The subject of the Holy Spirit causes confusion for many people. Indeed, more nonsense seems to be spoken in relationship to the doctrine of the Holy Spirit than nearly any other Christian doctrine. So, if we wish to understand the Spirit’s identity and work, we must take special care to do so within the framework and controls of the Bible itself.
Thankfully, the Bible has much to say about the Holy Spirit. While not exhaustive, the following survey of Scripture’s teaching about the Spirit will help to shape our understanding of who He is and what He does.
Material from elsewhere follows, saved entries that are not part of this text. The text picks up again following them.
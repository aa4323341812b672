//! Hand-off point between the generation loop and whatever persists it.

use crate::errors::DatabaseError;
use crate::simulation::{OccupancyMatrix, RunOutcome};

/// State of a run at one recorded generation.
#[derive(Debug, Clone, Copy)]
pub struct Snapshot<'a> {
    pub generation: usize,
    pub occupancy: &'a OccupancyMatrix,
    /// Serialized master RNG, enough to resume the run from here.
    pub rng_state: &'a [u8],
}

/// Receiver of snapshots emitted by [`Simulation::run`](crate::simulation::Simulation::run).
///
/// Recording is best-effort: an error returned here is logged and the run
/// carries on.
pub trait SnapshotSink {
    fn record(&mut self, snapshot: &Snapshot<'_>) -> Result<(), DatabaseError>;

    /// Called once when the run terminates.
    fn finish(&mut self, _outcome: &RunOutcome) -> Result<(), DatabaseError> {
        Ok(())
    }
}

/// Sink that drops everything.
#[derive(Debug, Clone, Copy, Default)]
pub struct NullSink;

impl SnapshotSink for NullSink {
    fn record(&mut self, _snapshot: &Snapshot<'_>) -> Result<(), DatabaseError> {
        Ok(())
    }
}

/// Sink that keeps every snapshot in memory.
#[derive(Debug, Clone, Default)]
pub struct MemorySink {
    pub snapshots: Vec<(usize, OccupancyMatrix)>,
    pub outcome: Option<RunOutcome>,
}

impl MemorySink {
    pub fn new() -> Self {
        Self::default()
    }

    pub fn generations(&self) -> Vec<usize> {
        self.snapshots.iter().map(|(g, _)| *g).collect()
    }
}

impl SnapshotSink for MemorySink {
    fn record(&mut self, snapshot: &Snapshot<'_>) -> Result<(), DatabaseError> {
        self.snapshots
            .push((snapshot.generation, snapshot.occupancy.clone()));
        Ok(())
    }

    fn finish(&mut self, outcome: &RunOutcome) -> Result<(), DatabaseError> {
        self.outcome = Some(outcome.clone());
        Ok(())
    }
}
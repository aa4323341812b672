//! Settlement arbitrator.

use crate::simulation::SettlementTally;
use rand::Rng;
use std::ops::Range;

/// Settle arrivals at patches `patches` into `next`.
///
/// `next` is the patch-major chunk owned by this range (pre-zeroed, one row
/// of `tally.lineages()` counts per patch). A patch whose arrivals fit in
/// `capacity` keeps them all; an oversubscribed patch is filled with
/// `capacity` independent draws weighted by each lineage's share of the
/// arrivals. This is sampling with replacement: unbiased in expectation,
/// though a lineage can win more slots than it sent propagules. The sink
/// row is always left empty.
pub fn arbitrate_settlement<R: Rng + ?Sized>(
    tally: &SettlementTally,
    capacity: u32,
    sink: usize,
    patches: Range<usize>,
    next: &mut [u32],
    rng: &mut R,
) {
    let lineages = tally.lineages();
    debug_assert_eq!(next.len(), patches.len() * lineages);
    if lineages == 0 {
        return;
    }

    let mut present: Vec<usize> = Vec::new();
    let mut cumulative: Vec<f64> = Vec::new();

    for (patch, row) in patches.zip(next.chunks_exact_mut(lineages)) {
        if patch == sink {
            continue;
        }
        let total = tally.patch_total(patch);
        if total == 0 {
            continue;
        }

        if total <= u64::from(capacity) {
            for (lineage, slot) in row.iter_mut().enumerate() {
                *slot = tally.get(patch, lineage);
            }
            continue;
        }

        present.clear();
        cumulative.clear();
        let mut running = 0u64;
        for lineage in 0..lineages {
            let arrivals = tally.get(patch, lineage);
            if arrivals > 0 {
                running += u64::from(arrivals);
                present.push(lineage);
                cumulative.push(running as f64 / total as f64);
            }
        }
        if let Some(last) = cumulative.last_mut() {
            *last = 1.0;
        }

        let last = present.len() - 1;
        for _ in 0..capacity {
            let u = rng.random::<f64>();
            let k = cumulative.partition_point(|&c| c < u).min(last);
            row[present[k]] += 1;
        }
    }
}
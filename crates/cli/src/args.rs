use crate::defaults;
use clap::{Args, Subcommand};
use metapop_codec::CodecStrategy;
use metapop_sim::simulation::{Introduction, RunConfig};
use metapop_sim::storage::RecordingStrategy;
use std::path::PathBuf;

/// Input files describing the habitat.
#[derive(Args, Debug, Clone)]
pub struct HabitatArgs {
    /// Connectivity table (JSON, one record per origin patch)
    #[arg(short, long)]
    pub connectivity: PathBuf,

    /// Grid mask with the geographic position of every cell (JSON)
    #[arg(short, long)]
    pub mask: PathBuf,
}

/// Parameters shared by every experiment.
#[derive(Args, Debug, Clone)]
pub struct RunParams {
    /// Introduction region of every patch (JSON array, negative = unassigned)
    ///
    /// Defaults to one region per patch.
    #[arg(short, long)]
    pub labels: Option<PathBuf>,

    /// Output database path
    #[arg(short, long, default_value = defaults::OUTPUT_DB)]
    pub database: PathBuf,

    /// Maximum occupants per patch
    #[arg(short = 'p', long, default_value_t = defaults::CAPACITY)]
    pub capacity: u32,

    /// Number of generations
    #[arg(short, long, default_value_t = defaults::GENERATIONS)]
    pub generations: usize,

    /// Individuals introduced per region (negative fills each region)
    #[arg(long, default_value_t = defaults::NINTRO, allow_negative_numbers = true)]
    pub nintro: i64,

    /// Number of replicates
    #[arg(short, long, default_value_t = defaults::REPLICATES)]
    pub replicates: usize,

    /// Random seed of the first replicate
    #[arg(long)]
    pub seed: Option<u64>,

    /// Record every N generations
    #[arg(long, default_value_t = defaults::RECORD_EVERY)]
    pub record_every: usize,

    /// Worker threads per run (default: the global pool)
    #[arg(short, long)]
    pub workers: Option<usize>,

    /// Fixed partition count, for results independent of thread count
    #[arg(long)]
    pub partitions: Option<usize>,

    /// Snapshot encoding (unpacked, unpacked-z, sparse-z)
    #[arg(long, default_value = defaults::CODEC)]
    pub codec: CodecStrategy,

    /// Hide the progress bar
    #[arg(long)]
    pub no_progress: bool,
}

impl RunParams {
    pub fn run_config(&self, fecundity: f64, filler_fecundity: Option<f64>) -> RunConfig {
        RunConfig {
            fecundity,
            filler_fecundity,
            capacity: self.capacity,
            generations: self.generations,
            introduction: Introduction::from_nintro(self.nintro),
            seed: self.seed,
            workers: self.workers,
            chunks_per_worker: defaults::CHUNKS_PER_WORKER,
            partitions: self.partitions,
            recording: RecordingStrategy::EveryN(self.record_every),
            codec: self.codec,
        }
    }
}

#[derive(Args, Debug)]
pub struct RunArgs {
    #[command(flatten)]
    pub habitat: HabitatArgs,

    #[command(flatten)]
    pub params: RunParams,

    /// Propagules per occupant per generation (R)
    #[arg(short = 'R', long, default_value_t = defaults::FECUNDITY)]
    pub fecundity: f64,
}

#[derive(Args, Debug)]
pub struct PersistenceArgs {
    #[command(flatten)]
    pub habitat: HabitatArgs,

    #[command(flatten)]
    pub params: RunParams,

    /// Fecundity of the introduced lineage
    #[arg(long)]
    pub r0: f64,

    /// Fecundity of the native (filler) lineage
    #[arg(long)]
    pub r1: f64,
}

#[derive(Subcommand, Debug)]
pub enum AnalyzeTarget {
    /// Presence of every introduction region's descendants at a generation
    Survivors {
        /// Generation to inspect
        #[arg(short, long)]
        generation: usize,

        /// Print JSON instead of a table
        #[arg(long)]
        json: bool,
    },

    /// Persistence fractions of the two-lineage experiment
    Persistence {
        /// Horizon to evaluate (default: the simulated one)
        #[arg(long)]
        horizon: Option<usize>,

        /// Print JSON instead of a table
        #[arg(long)]
        json: bool,
    },

    /// Lineage totals of one run over its recorded generations
    Trajectory {
        #[arg(long)]
        run_id: i64,
    },
}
The Holy Spirit’s Identity
As we come to understand who the Spirit is in Himself, we can begin to understand who He is to us and what He does for us. It is because the Holy Spirit is God that He can bring God’s presence and power into our lives.
A Unique Person
It’s not uncommon to hear people call the Holy Spirit “it,” as He were merely an entity. But the Spirit is not some amorphous power or influence. Rather, He is a person—the third person of the Trinity.
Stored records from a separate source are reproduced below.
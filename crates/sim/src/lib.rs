//! # Simulation Crate
//!
//! The `metapop-sim` crate simulates a capacity-limited metapopulation of
//! competing lineages on a fixed habitat of patches. It compiles particle
//! tracking statistics into a linear connectivity model, alternates
//! stochastic dispersal and settlement each generation, and records
//! occupancy snapshots to SQLite.

pub mod connectivity;
pub mod dynamics;
pub mod errors;
pub mod prelude;
pub mod simulation;
pub mod storage;

pub use connectivity::LinearModel;
pub use simulation::{Simulation, SimulationBuilder};
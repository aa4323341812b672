//! Connectivity inputs and the linear model compiled from them.
//!
//! The raw table is keyed by grid coordinates and is only used once, at
//! build time. Everything downstream works on the [`LinearModel`], which is
//! immutable and shared by reference for the life of a run.

pub mod model;
pub mod table;

pub use model::{ConnectivityRecord, LinearModel};
pub use table::{ConnectivityTable, GeoCoord, GridCoord, GridMask, MaskCell, OriginRecord, SINK_COORD};
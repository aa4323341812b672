//! Population state: the occupancy matrix and the per-generation settlement
//! tally.

use crate::errors::SimulationError;

fn alloc_zeroed(
    what: &'static str,
    patches: usize,
    lineages: usize,
) -> Result<Vec<u32>, SimulationError> {
    let err = || SimulationError::Allocation {
        what,
        patches,
        lineages,
    };
    let len = patches.checked_mul(lineages).ok_or_else(err)?;
    let mut data = Vec::new();
    data.try_reserve_exact(len).map_err(|_| err())?;
    data.resize(len, 0);
    Ok(data)
}

/// Patches x lineages occupancy counts, stored patch-major so that a range
/// of patches is one contiguous slice.
#[derive(Debug, Clone, PartialEq, Eq)]
pub struct OccupancyMatrix {
    patches: usize,
    lineages: usize,
    data: Vec<u32>,
}

impl OccupancyMatrix {
    /// Allocate an empty matrix.
    pub fn zeros(patches: usize, lineages: usize) -> Result<Self, SimulationError> {
        Ok(Self {
            patches,
            lineages,
            data: alloc_zeroed("occupancy", patches, lineages)?,
        })
    }

    /// Wrap a flat patch-major buffer, e.g. one decoded from a snapshot.
    pub fn from_vec(patches: usize, lineages: usize, data: Vec<u32>) -> Result<Self, SimulationError> {
        if Some(data.len()) != patches.checked_mul(lineages) {
            return Err(SimulationError::Checkpoint(format!(
                "occupancy buffer holds {} values, expected {patches} x {lineages}",
                data.len()
            )));
        }
        Ok(Self {
            patches,
            lineages,
            data,
        })
    }

    pub fn patches(&self) -> usize {
        self.patches
    }

    pub fn lineages(&self) -> usize {
        self.lineages
    }

    #[inline]
    pub fn get(&self, patch: usize, lineage: usize) -> u32 {
        self.data[patch * self.lineages + lineage]
    }

    #[inline]
    pub fn set(&mut self, patch: usize, lineage: usize, value: u32) {
        self.data[patch * self.lineages + lineage] = value;
    }

    #[inline]
    pub fn add(&mut self, patch: usize, lineage: usize, value: u32) {
        self.data[patch * self.lineages + lineage] += value;
    }

    pub fn row(&self, patch: usize) -> &[u32] {
        &self.data[patch * self.lineages..(patch + 1) * self.lineages]
    }

    pub fn as_slice(&self) -> &[u32] {
        &self.data
    }

    pub fn as_mut_slice(&mut self) -> &mut [u32] {
        &mut self.data
    }

    pub fn into_vec(self) -> Vec<u32> {
        self.data
    }

    pub fn clear(&mut self) {
        self.data.fill(0);
    }

    pub fn patch_total(&self, patch: usize) -> u64 {
        self.row(patch).iter().map(|&v| u64::from(v)).sum()
    }

    /// Global occupancy of every lineage.
    pub fn lineage_totals(&self) -> Vec<u64> {
        let mut totals = vec![0u64; self.lineages];
        for row in self.data.chunks_exact(self.lineages.max(1)) {
            for (total, &v) in totals.iter_mut().zip(row) {
                *total += u64::from(v);
            }
        }
        totals
    }

    /// Number of lineages with non-zero global occupancy.
    pub fn occupied_lineages(&self) -> usize {
        self.lineage_totals().iter().filter(|&&t| t > 0).count()
    }

    /// Fail if any patch holds more than `capacity`, or if `sink` holds
    /// anyone at all.
    pub fn check_capacity(&self, capacity: u32, sink: usize) -> Result<(), SimulationError> {
        for patch in 0..self.patches {
            let total = self.patch_total(patch);
            if patch == sink && total > 0 {
                return Err(SimulationError::OccupiedSink { patch, total });
            }
            if total > u64::from(capacity) {
                return Err(SimulationError::CapacityExceeded {
                    patch,
                    total,
                    capacity,
                });
            }
        }
        Ok(())
    }
}

/// Patches x lineages propagule arrivals for one generation, stored
/// lineage-major so that a range of lineages is one contiguous slice.
#[derive(Debug, Clone)]
pub struct SettlementTally {
    patches: usize,
    lineages: usize,
    data: Vec<u32>,
}

impl SettlementTally {
    pub fn zeros(patches: usize, lineages: usize) -> Result<Self, SimulationError> {
        Ok(Self {
            patches,
            lineages,
            data: alloc_zeroed("settlement tally", patches, lineages)?,
        })
    }

    pub fn patches(&self) -> usize {
        self.patches
    }

    pub fn lineages(&self) -> usize {
        self.lineages
    }

    #[inline]
    pub fn get(&self, patch: usize, lineage: usize) -> u32 {
        self.data[lineage * self.patches + patch]
    }

    /// Arrivals of one lineage at every patch.
    pub fn column(&self, lineage: usize) -> &[u32] {
        &self.data[lineage * self.patches..(lineage + 1) * self.patches]
    }

    /// Total arrivals at `patch` across lineages.
    pub fn patch_total(&self, patch: usize) -> u64 {
        (0..self.lineages)
            .map(|l| u64::from(self.get(patch, l)))
            .sum()
    }

    pub fn as_mut_slice(&mut self) -> &mut [u32] {
        &mut self.data
    }

    pub fn clear(&mut self) {
        self.data.fill(0);
    }
}

/// Occupancy of the habitat at a given generation.
#[derive(Debug, Clone)]
pub struct Population {
    occupancy: OccupancyMatrix,
    generation: usize,
}

impl Population {
    pub fn new(occupancy: OccupancyMatrix) -> Self {
        Self {
            occupancy,
            generation: 0,
        }
    }

    /// Restore a population at a recorded generation.
    pub fn at_generation(occupancy: OccupancyMatrix, generation: usize) -> Self {
        Self {
            occupancy,
            generation,
        }
    }

    pub fn occupancy(&self) -> &OccupancyMatrix {
        &self.occupancy
    }

    pub fn occupancy_mut(&mut self) -> &mut OccupancyMatrix {
        &mut self.occupancy
    }

    /// Get the current generation number.
    pub fn generation(&self) -> usize {
        self.generation
    }

    /// Install the next generation's occupancy, handing back the previous
    /// buffer for reuse.
    pub fn advance(&mut self, next: &mut OccupancyMatrix) {
        std::mem::swap(&mut self.occupancy, next);
        self.generation += 1;
    }
}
The Holy Spirit is not busy acting on His own accord. What He does is the will of all three persons of the Trinity.
Another common misunderstanding is that the Holy Spirit is the same person as the Father and the Son—that there is one God who appears sometimes as the Father, sometimes as the Son, and sometimes as the Spirit. But the Bible clearly says the Father, Son, and Spirit are three unique persons. In Matthew’s account of Jesus’ baptism, for example, all three are present and distinct: Jesus, the incarnate Son, is baptized; God the Father speaks from heaven; and the Holy Spirit descends on Jesus “like a dove” (Matt. 3:16–17). These are three distinct persons within one eternal being, each acting in their respective roles.
Because the Holy Spirit is a unique person of the Trinity rather than an entity, the Bible can speak of us interacting with Him. It is because of the Spirit’s personal nature that He may be grieved (Eph. 4:30), that His will may be resisted (Acts 7:51), and that His work may be quenched (1 Thess. 5:19). It is also His personal nature that allows us to walk with Him (Gal. 5:16) and rejoice in Him (Luke 10:21).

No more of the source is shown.